Background: Epithelial-mesenchymal transition (EMT) in cancer cell metastasis involves complicated metabolic plasticity to survive the highly challenging environment, such as oxidative stress, after subsequent circulation in the bloodstream. Glutamine synthetase (GS) is an enzyme that converts glutamate and ammonia to glutamine (Gln) during Gln deprivation stress. This study revealed for the first time that GS plays an important role in protecting triple-negative breast cancer (TNBC) cells from ferroptosis during Gln deprivation-induced EMT, namely ferroptosis-resistant EMT (FR-EMT).

Methods: To better understand this finding, we focused on the mechanism of GS-mediated FR-EMT in TNBC through transcriptomic analysis and murine metastasis modeling.

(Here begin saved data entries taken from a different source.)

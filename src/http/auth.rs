//! HTTP Basic authentication for the protected API routes.
//!
//! Every route under `/api` passes through [`require_basic_auth`]
//! before its handler runs. The expected credentials live in
//! [`crate::config::ApiCredentials`] and reach the middleware through
//! application state; nothing here consults process globals.

use axum::{
    extract::{Request, State},
    http::header,
    middleware::Next,
    response::{IntoResponse, Response},
};
use base64::engine::general_purpose::STANDARD;
use base64::Engine as _;
use subtle::ConstantTimeEq;

use super::error::AppError;
use super::state::AppState;
use crate::config::ApiCredentials;

/// Username and password pair decoded from an `Authorization: Basic`
/// header.
#[derive(Debug)]
struct SuppliedCredentials {
    username: String,
    password: String,
}

/// Middleware enforcing the shared-secret check.
///
/// A missing header, an unparseable header, and a credential mismatch
/// all produce the same 401 response with a `WWW-Authenticate: Basic`
/// challenge; the handler never observes the request.
pub async fn require_basic_auth(
    State(state): State<AppState>,
    request: Request,
    next: Next,
) -> Response {
    let supplied = request
        .headers()
        .get(header::AUTHORIZATION)
        .and_then(|value| value.to_str().ok())
        .and_then(parse_basic_header);

    match supplied {
        Some(credentials) if verify(&credentials, &state.config.credentials) => {
            next.run(request).await
        }
        _ => {
            tracing::debug!(
                "Rejected request to {} with missing or invalid credentials",
                request.uri().path()
            );
            AppError::Unauthorized.into_response()
        }
    }
}

/// Decode `Basic <base64(username:password)>`. Any malformation yields
/// `None`, which the caller treats exactly like a mismatch.
fn parse_basic_header(value: &str) -> Option<SuppliedCredentials> {
    let (scheme, encoded) = value.split_once(' ')?;
    if !scheme.eq_ignore_ascii_case("basic") {
        return None;
    }
    let decoded = STANDARD.decode(encoded.trim()).ok()?;
    let decoded = String::from_utf8(decoded).ok()?;
    let (username, password) = decoded.split_once(':')?;
    Some(SuppliedCredentials {
        username: username.to_string(),
        password: password.to_string(),
    })
}

/// Compare both fields in constant time and only then combine the
/// results, so the timing of a rejection says nothing about which
/// field matched.
fn verify(supplied: &SuppliedCredentials, expected: &ApiCredentials) -> bool {
    let username_ok = supplied
        .username
        .as_bytes()
        .ct_eq(expected.username.as_bytes());
    let password_ok = supplied
        .password
        .as_bytes()
        .ct_eq(expected.password.as_bytes());
    bool::from(username_ok & password_ok)
}
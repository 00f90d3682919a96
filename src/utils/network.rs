use crate::utils::error::StatsError;
use crate::utils::files::read_flight_file;
use crate::utils::models::{ Dataset, FlightData };

use log::{ debug, info };
use std::{ path::PathBuf, time::Duration };
use url::Url;

pub const DEFAULT_SOURCE: &str = "https://stantarnev.github.io/data/flight_data.json";

#[derive(Debug, Clone, PartialEq, Eq)]
pub enum DataSource {
    Remote(Url),
    Local(PathBuf),
}

impl DataSource {
    // 以http://、https://开头的按URL处理，其它的都当成本地文件路径
    pub fn parse(source: &str) -> Result<Self, StatsError> {
        let source = source.trim();
        if source.starts_with("http://") || source.starts_with("https://") {
            return Ok(DataSource::Remote(Url::parse(source)?));
        }
        Ok(DataSource::Local(PathBuf::from(source)))
    }
}

pub async fn fetch_flight_data(url: &Url, timeout: Duration) -> Result<FlightData, StatsError> {
    let client = reqwest::Client::builder().timeout(timeout).build()?;

    debug!("GET {}", url);
    let response = client.get(url.as_str()).send().await?;

    if !response.status().is_success() {
        return Err(StatsError::HttpStatus(response.status().as_u16()));
    }

    let data: FlightData = response.json().await?;
    info!("{} | 获取到 {} 条航班数据", url, data.flight.len());
    Ok(data)
}

pub async fn load_dataset(source: &DataSource, timeout: Duration) -> Result<Dataset, StatsError> {
    let data = match source {
        DataSource::Remote(url) => fetch_flight_data(url, timeout).await?,
        DataSource::Local(path) => read_flight_file(path)?,
    };
    Ok(Dataset::from(data))
}
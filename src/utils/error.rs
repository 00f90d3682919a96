use thiserror::Error;

#[derive(Debug, Error)]
pub enum StatsError {
    #[error("{statistic}: no qualifying flight records")]
    EmptyInput { statistic: &'static str },
    #[error("malformed timestamp: {date:?} {time:?}")]
    MalformedTimestamp { date: String, time: String },
    #[error("missing field: {field}")]
    MissingField { field: &'static str },
    #[error("HTTP error: {0}")]
    Http(#[from] reqwest::Error),
    #[error("HTTP status: {0}")]
    HttpStatus(u16),
    #[error("invalid URL: {0}")]
    InvalidUrl(#[from] url::ParseError),
    #[error("Serde JSON error: {0}")]
    Json(#[from] serde_json::Error),
    #[error("IO error: {0}")]
    Io(#[from] std::io::Error),
    #[error("CSV error: {0}")]
    Csv(#[from] csv::Error),
}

Results: This study specifically investigated the effects of GS on lipid peroxidation and iron metabolism, the two major metabolic disorders in ferroptosis. An abnormal increase in monounsaturated fatty acids (MUFAs) mediated by mechanistic target of rapamycin complex 1 (mTORC1) decreased the ferroptosis sensitivity under Gln deprivation. Additionally, aberrant iron metabolism via lipocalin 2 (LCN2) and transferrin receptor (TFRC) affected the sensitivity to ferroptosis. Moreover, this study confirmed that GS protects TNBC cells from ferroptosis and increases their ability to survive during subsequent metastasis through the blood in the lung metastasis mouse model.

Conclusion: This investigation provides insights into the role of ferroptosis in metastasis and demonstrates that GS may be a viable target for preventing metastases in TNBC.